▸ **The problem**:
Reproduce the first line of the entries that follow and each later line, word for word, ending with the one containing "init_tracing(cli.verbose);".

Saved entries

_____

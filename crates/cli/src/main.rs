mod migrate;

use std::path::{Path, PathBuf};
use std::process;

use clap::{Parser, Subcommand, ValueEnum};
use tracing_subscriber::EnvFilter;

use pkgsplit_core::{MappingConfig, MappingTable, Site, SourceUnit, SpanKind};

/// Exit code for an invalid mapping or unreadable input.
pub(crate) const EXIT_CONFIG: i32 = 2;

/// Output format for CLI responses.
#[derive(Debug, Clone, Copy, PartialEq, Eq, ValueEnum)]
pub(crate) enum OutputFormat {
    Text,
    Json,
}

/// Split a Go package into sub-packages.
#[derive(Parser)]
#[command(name = "pkgsplit", version, about = "Split a Go package into sub-packages")]
struct Cli {
    /// Output format (text or json)
    #[arg(long, global = true, default_value = "text", value_enum)]
    output: OutputFormat,

    /// Suppress non-essential output
    #[arg(long, global = true)]
    quiet: bool,

    /// Log more (-v info, -vv debug); RUST_LOG overrides
    #[arg(short, long, global = true, action = clap::ArgAction::Count)]
    verbose: u8,

    #[command(subcommand)]
    command: Commands,
}

#[derive(Subcommand)]
enum Commands {
    /// Move files and rewrite references according to a mapping
    Migrate {
        /// Root of the source tree
        root: PathBuf,
        /// Mapping file (.toml or .json)
        #[arg(long)]
        mapping: PathBuf,
        /// Report what would change without writing
        #[arg(long)]
        dry_run: bool,
        /// Abort before writing if any unit conflicts
        #[arg(long)]
        fail_on_conflict: bool,
        /// Worker threads (default: one per core)
        #[arg(long, default_value = "0")]
        jobs: usize,
    },

    /// Validate a mapping file and print it in precedence order
    Check {
        /// Mapping file (.toml or .json)
        #[arg(long)]
        mapping: PathBuf,
    },

    /// Print the classified spans of one source file
    Scan {
        /// Path to a .go file
        file: PathBuf,
    },
}

fn main() {
    let cli = Cli::parse();
    init_tracing(cli.verbose);

    match cli.command {
        Commands::Migrate {
            root,
            mapping,
            dry_run,
            fail_on_conflict,
            jobs,
        } => {
            migrate::cmd_migrate(
                migrate::MigrateArgs {
                    root: &root,
                    mapping: &mapping,
                    dry_run,
                    fail_on_conflict,
                    jobs,
                },
                cli.output,
                cli.quiet,
            );
        }
        Commands::Check { mapping } => {
            cmd_check(&mapping, cli.output, cli.quiet);
        }
        Commands::Scan { file } => {
            cmd_scan(&file, cli.output, cli.quiet);
        }
    }
}

/// Logs go to stderr so stdout stays machine-readable.
fn init_tracing(verbose: u8) {
    let default = match verbose {
        0 => "warn",
        1 => "info",
        _ => "debug",
    };
    let filter = EnvFilter::try_from_default_env().unwrap_or_else(|_| EnvFilter::new(default));
    tracing_subscriber::fmt()
        .with_env_filter(filter)
        .with_target(false)
        .with_writer(std::io::stderr)
        .init();
}

/// Load and validate a mapping, exiting with [`EXIT_CONFIG`] on error.
pub(crate) fn load_mapping(
    path: &Path,
    output: OutputFormat,
    quiet: bool,
) -> (MappingConfig, MappingTable) {
    let config = match MappingConfig::from_path(path) {
        Ok(c) => c,
        Err(e) => {
            report_error(&format!("error: {}", e), output, quiet);
            process::exit(EXIT_CONFIG);
        }
    };
    match MappingTable::load(&config) {
        Ok(table) => (config, table),
        Err(e) => {
            report_error(
                &format!("error: invalid mapping '{}': {}", path.display(), e),
                output,
                quiet,
            );
            process::exit(EXIT_CONFIG);
        }
    }
}

fn cmd_check(mapping_path: &Path, output: OutputFormat, quiet: bool) {
    let (config, table) = load_mapping(mapping_path, output, quiet);

    match output {
        OutputFormat::Json => {
            let files: Vec<serde_json::Value> = table
                .files()
                .map(|(path, package)| serde_json::json!({ "path": path, "package": package }))
                .collect();
            let json = serde_json::json!({
                "valid": true,
                "module": table.module(),
                "include_tests": table.include_tests(),
                "exclude": config.exclude,
                "packages": table.packages().collect::<Vec<_>>(),
                "files": files,
                "symbols": table.symbols().collect::<Vec<_>>(),
            });
            println!("{}", serde_json::to_string_pretty(&json).unwrap_or_default());
        }
        OutputFormat::Text => {
            if quiet {
                return;
            }
            println!("valid mapping");
            if !table.module().is_empty() {
                println!("module: {}", table.module());
            }
            println!("packages:");
            for p in table.packages() {
                let dir = if p.dir.is_empty() { "." } else { p.dir.as_str() };
                println!("  {:<12} {}  ({})", p.name, dir, p.import_path);
            }
            if table.files().next().is_some() {
                println!("files:");
                for (path, package) in table.files() {
                    println!("  {} -> {}", path, package);
                }
            }
            if table.symbols().next().is_some() {
                println!("symbols (precedence order):");
                for e in table.symbols() {
                    if e.is_renamed() {
                        println!("  {} -> {}.{}", e.symbol, e.package, e.exported);
                    } else {
                        println!("  {} -> {}", e.symbol, e.package);
                    }
                }
            }
        }
    }
}

fn cmd_scan(file: &Path, output: OutputFormat, quiet: bool) {
    let text = match std::fs::read_to_string(file) {
        Ok(t) => t,
        Err(e) => {
            report_error(
                &format!("error reading file '{}': {}", file.display(), e),
                output,
                quiet,
            );
            process::exit(EXIT_CONFIG);
        }
    };
    let unit = match SourceUnit::parse(file.display().to_string(), text) {
        Ok(u) => u,
        Err(e) => {
            report_error(
                &format!("parse ambiguity in '{}': {}", file.display(), e),
                output,
                quiet,
            );
            process::exit(1);
        }
    };
    let sites = unit.sites();

    match output {
        OutputFormat::Json => {
            let json = serde_json::json!({
                "path": unit.original_path,
                "package": unit.package_name,
                "spans": unit.spans,
                "sites": sites,
            });
            println!("{}", serde_json::to_string_pretty(&json).unwrap_or_default());
        }
        OutputFormat::Text => {
            if quiet {
                return;
            }
            println!("package {}", unit.package_name);
            let mut sites = sites.iter().peekable();
            for span in &unit.spans {
                if span.is_whitespace(&unit.text) {
                    continue;
                }
                let line = pkgsplit_core::scanner::line_of(&unit.text, span.start);
                let site = match sites.peek() {
                    Some(s) if span.kind == SpanKind::Identifier && s.start == span.start => {
                        sites.next().map(|s| site_label(&s.site))
                    }
                    _ => None,
                };
                let kind = format!("{:?}", span.kind);
                match site {
                    Some(label) => println!(
                        "{:>5}  {:<14} {:<24} {}",
                        line,
                        kind,
                        span.text(&unit.text),
                        label
                    ),
                    None => println!("{:>5}  {:<14} {:?}", line, kind, span.text(&unit.text)),
                }
            }
        }
    }
}

fn site_label(site: &Site) -> String {
    match site {
        Site::Reference => "reference".to_string(),
        Site::Selected { .. } => "selected".to_string(),
        Site::Declaration { kind } => format!("declaration ({:?})", kind),
    }
}

/// Report an error message, respecting output format and quiet mode.
pub(crate) fn report_error(msg: &str, output: OutputFormat, quiet: bool) {
    if quiet {
        return;
    }
    match output {
        OutputFormat::Text => eprintln!("{}", msg),
        OutputFormat::Json => {
            eprintln!("{}", serde_json::json!({ "error": msg }));
        }
    }
}
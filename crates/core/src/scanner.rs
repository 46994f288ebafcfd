//! Lexical scanner for Go source units.
//!
//! Produces an ordered list of [`TextSpan`]s that covers the whole text with
//! no gaps and no overlaps. Only as much of the grammar is recognised as the
//! rewrite stages need: the package clause, the import region, literals,
//! comments and identifiers. Everything else is [`SpanKind::Other`].

use serde::Serialize;

use crate::error::ScanError;

#[derive(Debug, Clone, Copy, PartialEq, Eq, Hash, Serialize)]
#[serde(rename_all = "snake_case")]
pub enum SpanKind {
    /// `package <name>`
    PackageClause,
    /// One or more consecutive `import` declarations, single-line or grouped.
    ImportBlock,
    /// Interpreted, raw and rune literals (quotes included).
    StringLiteral,
    /// Line and block comments.
    Comment,
    /// Identifiers and keywords. Keywords are never mapping symbols.
    Identifier,
    /// Whitespace, punctuation and numeric literals.
    Other,
}

/// A classified byte range of a unit's text.
#[derive(Debug, Clone, Copy, PartialEq, Eq, Serialize)]
pub struct TextSpan {
    pub kind: SpanKind,
    pub start: usize,
    pub end: usize,
}

impl TextSpan {
    pub fn text<'a>(&self, src: &'a str) -> &'a str {
        &src[self.start..self.end]
    }

    pub fn is_whitespace(&self, src: &str) -> bool {
        self.kind == SpanKind::Other && self.text(src).trim().is_empty()
    }
}

/// Raw token kinds. Whitespace, numbers and punctuation all surface as
/// [`SpanKind::Other`] once grouped into spans.
#[derive(Debug, Clone, Copy, PartialEq, Eq)]
pub(crate) enum TokenKind {
    Ident,
    Str,
    Comment,
    Space,
    Number,
    Punct,
}

#[derive(Debug, Clone, Copy)]
pub(crate) struct Token {
    pub kind: TokenKind,
    pub start: usize,
    pub end: usize,
}

impl Token {
    pub fn text<'a>(&self, src: &'a str) -> &'a str {
        &src[self.start..self.end]
    }

    fn is_significant(&self) -> bool {
        !matches!(self.kind, TokenKind::Space | TokenKind::Comment)
    }

    fn is_punct(&self, src: &str, p: &str) -> bool {
        self.kind == TokenKind::Punct && self.text(src) == p
    }

    fn is_word(&self, src: &str, w: &str) -> bool {
        self.kind == TokenKind::Ident && self.text(src) == w
    }

    fn span_kind(&self) -> SpanKind {
        match self.kind {
            TokenKind::Ident => SpanKind::Identifier,
            TokenKind::Str => SpanKind::StringLiteral,
            TokenKind::Comment => SpanKind::Comment,
            TokenKind::Space | TokenKind::Number | TokenKind::Punct => SpanKind::Other,
        }
    }
}

/// 1-based line number of a byte offset.
pub fn line_of(src: &str, offset: usize) -> usize {
    src[..offset.min(src.len())].matches('\n').count() + 1
}

struct Cursor<'a> {
    src: &'a str,
    pos: usize,
}

impl<'a> Cursor<'a> {
    fn peek(&self) -> Option<char> {
        self.src[self.pos..].chars().next()
    }

    fn peek_second(&self) -> Option<char> {
        self.src[self.pos..].chars().nth(1)
    }

    fn bump(&mut self) -> Option<char> {
        let c = self.peek()?;
        self.pos += c.len_utf8();
        Some(c)
    }

    fn eat_while(&mut self, pred: impl Fn(char) -> bool) {
        while let Some(c) = self.peek() {
            if !pred(c) {
                break;
            }
            self.pos += c.len_utf8();
        }
    }

    /// Consume a quoted literal whose opening quote is at the cursor.
    fn quoted(&mut self, quote: char, what: &'static str) -> Result<(), ScanError> {
        let start = self.pos;
        self.bump();
        loop {
            match self.bump() {
                None | Some('\n') => {
                    return Err(ScanError::Unterminated {
                        what,
                        line: line_of(self.src, start),
                    })
                }
                Some('\\') => {
                    if self.bump().is_none() {
                        return Err(ScanError::Unterminated {
                            what,
                            line: line_of(self.src, start),
                        });
                    }
                }
                Some(c) if c == quote => return Ok(()),
                Some(_) => {}
            }
        }
    }

    fn number(&mut self) {
        let hex = self.peek() == Some('0') && matches!(self.peek_second(), Some('x' | 'X'));
        let mut last = self.bump().unwrap_or('0');
        while let Some(c) = self.peek() {
            let exponent_sign = (c == '+' || c == '-')
                && if hex {
                    matches!(last, 'p' | 'P')
                } else {
                    matches!(last, 'e' | 'E')
                };
            if c.is_ascii_alphanumeric() || c == '_' || c == '.' || exponent_sign {
                self.bump();
                last = c;
            } else {
                break;
            }
        }
    }
}

/// Split `src` into raw tokens. Offsets are relative to `src`.
pub(crate) fn tokenize(src: &str) -> Result<Vec<Token>, ScanError> {
    let mut tokens = Vec::new();
    let mut cur = Cursor { src, pos: 0 };

    while let Some(c) = cur.peek() {
        let start = cur.pos;
        let second = cur.peek_second();

        let kind = if c == '/' && second == Some('/') {
            cur.eat_while(|c| c != '\n');
            TokenKind::Comment
        } else if c == '/' && second == Some('*') {
            match src[start + 2..].find("*/") {
                Some(off) => cur.pos = start + 2 + off + 2,
                None => {
                    return Err(ScanError::Unterminated {
                        what: "block comment",
                        line: line_of(src, start),
                    })
                }
            }
            TokenKind::Comment
        } else if c.is_whitespace() {
            cur.eat_while(char::is_whitespace);
            TokenKind::Space
        } else if c == '"' {
            cur.quoted('"', "string literal")?;
            TokenKind::Str
        } else if c == '\'' {
            cur.quoted('\'', "rune literal")?;
            TokenKind::Str
        } else if c == '`' {
            match src[start + 1..].find('`') {
                Some(off) => cur.pos = start + 1 + off + 1,
                None => {
                    return Err(ScanError::Unterminated {
                        what: "raw string literal",
                        line: line_of(src, start),
                    })
                }
            }
            TokenKind::Str
        } else if c.is_alphabetic() || c == '_' {
            cur.eat_while(|c| c.is_alphanumeric() || c == '_');
            TokenKind::Ident
        } else if c.is_ascii_digit() || (c == '.' && second.is_some_and(|d| d.is_ascii_digit())) {
            cur.number();
            TokenKind::Number
        } else {
            cur.bump();
            TokenKind::Punct
        };

        tokens.push(Token {
            kind,
            start,
            end: cur.pos,
        });
    }

    Ok(tokens)
}

fn next_significant(tokens: &[Token], from: usize) -> Option<usize> {
    (from..tokens.len()).find(|&i| tokens[i].is_significant())
}

/// Like [`next_significant`], also skipping explicit `;` separators.
fn next_declaration(src: &str, tokens: &[Token], from: usize) -> Option<usize> {
    (from..tokens.len()).find(|&i| tokens[i].is_significant() && !tokens[i].is_punct(src, ";"))
}

/// Locate the package clause: the first significant token must be the
/// `package` keyword followed by the package name. Returns the token
/// indices of the keyword and the name.
fn package_clause(src: &str, tokens: &[Token]) -> Result<(usize, usize), ScanError> {
    let kw = next_significant(tokens, 0).ok_or(ScanError::MissingPackageClause)?;
    if !tokens[kw].is_word(src, "package") {
        return Err(ScanError::MissingPackageClause);
    }
    let name = next_significant(tokens, kw + 1).ok_or(ScanError::MissingPackageClause)?;
    if tokens[name].kind != TokenKind::Ident {
        return Err(ScanError::MissingPackageClause);
    }
    Ok((kw, name))
}

/// Locate the import region starting at token `from`. Returns the token
/// indices of the first `import` keyword and of the last token of the final
/// consecutive import declaration.
fn import_region(
    src: &str,
    tokens: &[Token],
    from: usize,
) -> Result<Option<(usize, usize)>, ScanError> {
    let mut first = None;
    let mut last = None;
    let mut cursor = from;

    while let Some(kw) = next_declaration(src, tokens, cursor) {
        if !tokens[kw].is_word(src, "import") {
            break;
        }
        let malformed = || ScanError::MalformedImport {
            line: line_of(src, tokens[kw].start),
        };
        let head = next_significant(tokens, kw + 1).ok_or_else(malformed)?;

        let end = if tokens[head].is_punct(src, "(") {
            (head + 1..tokens.len())
                .find(|&i| tokens[i].is_punct(src, ")"))
                .ok_or_else(malformed)?
        } else {
            let mut spec = head;
            if tokens[spec].kind == TokenKind::Ident || tokens[spec].is_punct(src, ".") {
                spec = next_significant(tokens, spec + 1).ok_or_else(malformed)?;
            }
            if tokens[spec].kind != TokenKind::Str {
                return Err(malformed());
            }
            spec
        };

        first.get_or_insert(kw);
        last = Some(end);
        cursor = end + 1;
    }

    Ok(first.zip(last))
}

/// Classify `src` into contiguous, non-overlapping spans.
pub fn scan(src: &str) -> Result<Vec<TextSpan>, ScanError> {
    let tokens = tokenize(src)?;
    let (kw, name) = package_clause(src, &tokens)?;
    let imports = import_region(src, &tokens, name + 1)?;

    let mut spans = Vec::with_capacity(tokens.len());
    let push_tokens = |spans: &mut Vec<TextSpan>, range: std::ops::Range<usize>| {
        spans.extend(tokens[range].iter().map(|t| TextSpan {
            kind: t.span_kind(),
            start: t.start,
            end: t.end,
        }));
    };

    push_tokens(&mut spans, 0..kw);
    spans.push(TextSpan {
        kind: SpanKind::PackageClause,
        start: tokens[kw].start,
        end: tokens[name].end,
    });

    let rest = match imports {
        Some((first, last)) => {
            push_tokens(&mut spans, name + 1..first);
            spans.push(TextSpan {
                kind: SpanKind::ImportBlock,
                start: tokens[first].start,
                end: tokens[last].end,
            });
            last + 1
        }
        None => name + 1,
    };
    push_tokens(&mut spans, rest..tokens.len());

    Ok(spans)
}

_____

▸ **Task result**:
filename crates/cli/src/main.rs
mod migrate;

use std::path::{Path, PathBuf};
use std::process;

use clap::{Parser, Subcommand, ValueEnum};
use tracing_subscriber::EnvFilter;

use pkgsplit_core::{MappingConfig, MappingTable, Site, SourceUnit, SpanKind};

/// Exit code for an invalid mapping or unreadable input.
pub(crate) const EXIT_CONFIG: i32 = 2;

/// Output format for CLI responses.
#[derive(Debug, Clone, Copy, PartialEq, Eq, ValueEnum)]
pub(crate) enum OutputFormat {
    Text,
    Json,
}

/// Split a Go package into sub-packages.
#[derive(Parser)]
#[command(name = "pkgsplit", version, about = "Split a Go package into sub-packages")]
struct Cli {
    /// Output format (text or json)
    #[arg(long, global = true, default_value = "text", value_enum)]
    output: OutputFormat,

    /// Suppress non-essential output
    #[arg(long, global = true)]
    quiet: bool,

    /// Log more (-v info, -vv debug); RUST_LOG overrides
    #[arg(short, long, global = true, action = clap::ArgAction::Count)]
    verbose: u8,

    #[command(subcommand)]
    command: Commands,
}

#[derive(Subcommand)]
enum Commands {
    /// Move files and rewrite references according to a mapping
    Migrate {
        /// Root of the source tree
        root: PathBuf,
        /// Mapping file (.toml or .json)
        #[arg(long)]
        mapping: PathBuf,
        /// Report what would change without writing
        #[arg(long)]
        dry_run: bool,
        /// Abort before writing if any unit conflicts
        #[arg(long)]
        fail_on_conflict: bool,
        /// Worker threads (default: one per core)
        #[arg(long, default_value = "0")]
        jobs: usize,
    },

    /// Validate a mapping file and print it in precedence order
    Check {
        /// Mapping file (.toml or .json)
        #[arg(long)]
        mapping: PathBuf,
    },

    /// Print the classified spans of one source file
    Scan {
        /// Path to a .go file
        file: PathBuf,
    },
}

fn main() {
    let cli = Cli::parse();
    init_tracing(cli.verbose);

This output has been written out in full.